### WORK ITEM
Please state the number of lines in the entries below where the word "Result" appears. Include nothing else.

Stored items
-- -- --

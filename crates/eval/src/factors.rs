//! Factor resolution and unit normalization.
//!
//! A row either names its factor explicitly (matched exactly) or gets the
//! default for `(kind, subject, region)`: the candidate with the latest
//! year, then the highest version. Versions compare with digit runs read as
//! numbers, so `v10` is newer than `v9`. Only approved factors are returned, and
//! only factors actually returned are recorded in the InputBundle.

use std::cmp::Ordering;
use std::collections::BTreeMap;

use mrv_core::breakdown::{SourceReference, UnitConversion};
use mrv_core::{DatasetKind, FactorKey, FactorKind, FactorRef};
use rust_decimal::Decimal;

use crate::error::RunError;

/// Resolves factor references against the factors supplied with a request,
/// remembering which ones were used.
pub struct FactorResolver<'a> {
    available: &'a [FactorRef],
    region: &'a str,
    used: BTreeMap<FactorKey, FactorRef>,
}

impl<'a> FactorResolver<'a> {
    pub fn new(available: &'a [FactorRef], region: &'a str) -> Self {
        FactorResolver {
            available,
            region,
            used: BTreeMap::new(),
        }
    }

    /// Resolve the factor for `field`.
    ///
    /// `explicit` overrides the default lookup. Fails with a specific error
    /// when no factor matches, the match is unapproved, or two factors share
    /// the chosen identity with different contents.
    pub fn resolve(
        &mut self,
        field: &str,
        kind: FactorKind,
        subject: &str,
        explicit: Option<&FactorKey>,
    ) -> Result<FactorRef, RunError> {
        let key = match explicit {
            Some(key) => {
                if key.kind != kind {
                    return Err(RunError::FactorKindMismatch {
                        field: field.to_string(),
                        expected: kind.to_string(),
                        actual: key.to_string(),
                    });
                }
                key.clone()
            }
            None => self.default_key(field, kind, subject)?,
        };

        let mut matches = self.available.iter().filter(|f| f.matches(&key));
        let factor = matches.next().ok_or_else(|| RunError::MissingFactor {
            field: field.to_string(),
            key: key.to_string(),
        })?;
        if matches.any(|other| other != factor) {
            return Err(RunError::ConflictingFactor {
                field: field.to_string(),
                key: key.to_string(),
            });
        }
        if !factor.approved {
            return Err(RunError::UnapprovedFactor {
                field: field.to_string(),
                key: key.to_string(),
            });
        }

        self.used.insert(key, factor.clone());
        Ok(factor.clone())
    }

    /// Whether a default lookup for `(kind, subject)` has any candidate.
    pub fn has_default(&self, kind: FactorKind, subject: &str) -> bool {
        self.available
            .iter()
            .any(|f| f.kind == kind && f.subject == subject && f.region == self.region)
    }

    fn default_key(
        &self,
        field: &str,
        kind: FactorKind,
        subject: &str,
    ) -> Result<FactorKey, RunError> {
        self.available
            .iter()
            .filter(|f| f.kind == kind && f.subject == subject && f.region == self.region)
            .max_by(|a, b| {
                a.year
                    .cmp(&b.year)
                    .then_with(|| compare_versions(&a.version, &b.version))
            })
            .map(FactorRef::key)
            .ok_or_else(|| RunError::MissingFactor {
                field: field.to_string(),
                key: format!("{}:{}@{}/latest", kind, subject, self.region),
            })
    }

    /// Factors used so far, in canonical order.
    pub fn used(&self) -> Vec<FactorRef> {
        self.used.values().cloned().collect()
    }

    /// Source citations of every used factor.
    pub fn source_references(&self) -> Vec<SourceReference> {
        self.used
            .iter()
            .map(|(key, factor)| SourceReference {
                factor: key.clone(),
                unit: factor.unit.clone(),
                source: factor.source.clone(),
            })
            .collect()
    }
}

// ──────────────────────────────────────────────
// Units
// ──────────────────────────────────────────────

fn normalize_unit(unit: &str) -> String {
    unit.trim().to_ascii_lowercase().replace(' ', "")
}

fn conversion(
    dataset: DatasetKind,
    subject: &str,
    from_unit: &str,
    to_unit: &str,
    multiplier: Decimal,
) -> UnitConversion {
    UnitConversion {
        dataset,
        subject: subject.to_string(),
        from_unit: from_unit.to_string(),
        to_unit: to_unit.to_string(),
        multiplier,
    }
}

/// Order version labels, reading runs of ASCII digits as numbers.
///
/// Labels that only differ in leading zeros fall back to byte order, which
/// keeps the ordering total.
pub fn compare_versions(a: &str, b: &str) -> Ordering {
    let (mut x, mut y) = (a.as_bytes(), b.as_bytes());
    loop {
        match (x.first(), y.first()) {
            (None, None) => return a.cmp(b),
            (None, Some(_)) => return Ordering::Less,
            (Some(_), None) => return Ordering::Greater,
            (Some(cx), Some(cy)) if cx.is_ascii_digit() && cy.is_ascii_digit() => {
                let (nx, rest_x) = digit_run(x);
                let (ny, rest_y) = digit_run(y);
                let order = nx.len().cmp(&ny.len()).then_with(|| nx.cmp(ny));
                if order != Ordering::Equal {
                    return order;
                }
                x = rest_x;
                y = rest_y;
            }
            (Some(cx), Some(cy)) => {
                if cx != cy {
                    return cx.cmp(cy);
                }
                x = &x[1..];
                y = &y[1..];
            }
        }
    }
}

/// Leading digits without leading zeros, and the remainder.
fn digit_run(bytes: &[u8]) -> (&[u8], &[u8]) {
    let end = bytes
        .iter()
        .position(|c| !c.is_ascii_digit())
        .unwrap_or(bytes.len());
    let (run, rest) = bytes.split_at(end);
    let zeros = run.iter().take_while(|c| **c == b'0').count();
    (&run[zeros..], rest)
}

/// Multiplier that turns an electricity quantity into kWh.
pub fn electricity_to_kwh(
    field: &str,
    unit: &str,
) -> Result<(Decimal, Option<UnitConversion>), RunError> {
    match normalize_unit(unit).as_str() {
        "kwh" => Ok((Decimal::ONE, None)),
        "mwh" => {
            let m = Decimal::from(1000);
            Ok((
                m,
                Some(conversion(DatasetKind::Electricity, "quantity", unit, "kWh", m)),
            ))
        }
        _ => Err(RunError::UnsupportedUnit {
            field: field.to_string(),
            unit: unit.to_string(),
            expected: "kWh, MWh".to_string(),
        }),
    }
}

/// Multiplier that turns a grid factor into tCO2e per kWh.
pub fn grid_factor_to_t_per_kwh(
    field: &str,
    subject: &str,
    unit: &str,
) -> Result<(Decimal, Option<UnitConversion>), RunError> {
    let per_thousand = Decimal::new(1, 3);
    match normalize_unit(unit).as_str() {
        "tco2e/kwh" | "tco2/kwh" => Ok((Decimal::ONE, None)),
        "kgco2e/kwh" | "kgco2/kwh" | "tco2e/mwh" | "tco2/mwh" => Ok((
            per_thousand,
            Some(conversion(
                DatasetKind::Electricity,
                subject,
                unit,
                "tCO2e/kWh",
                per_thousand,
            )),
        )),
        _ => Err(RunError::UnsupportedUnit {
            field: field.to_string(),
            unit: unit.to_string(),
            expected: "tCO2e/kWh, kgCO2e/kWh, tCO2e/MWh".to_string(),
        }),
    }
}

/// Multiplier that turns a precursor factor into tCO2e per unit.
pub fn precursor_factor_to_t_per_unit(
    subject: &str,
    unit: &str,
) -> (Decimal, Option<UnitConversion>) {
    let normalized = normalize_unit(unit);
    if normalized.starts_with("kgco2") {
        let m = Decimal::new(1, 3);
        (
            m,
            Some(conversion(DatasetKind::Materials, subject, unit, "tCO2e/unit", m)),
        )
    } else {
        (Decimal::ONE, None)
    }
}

-- -- --

### THE COMPLETED TASK
4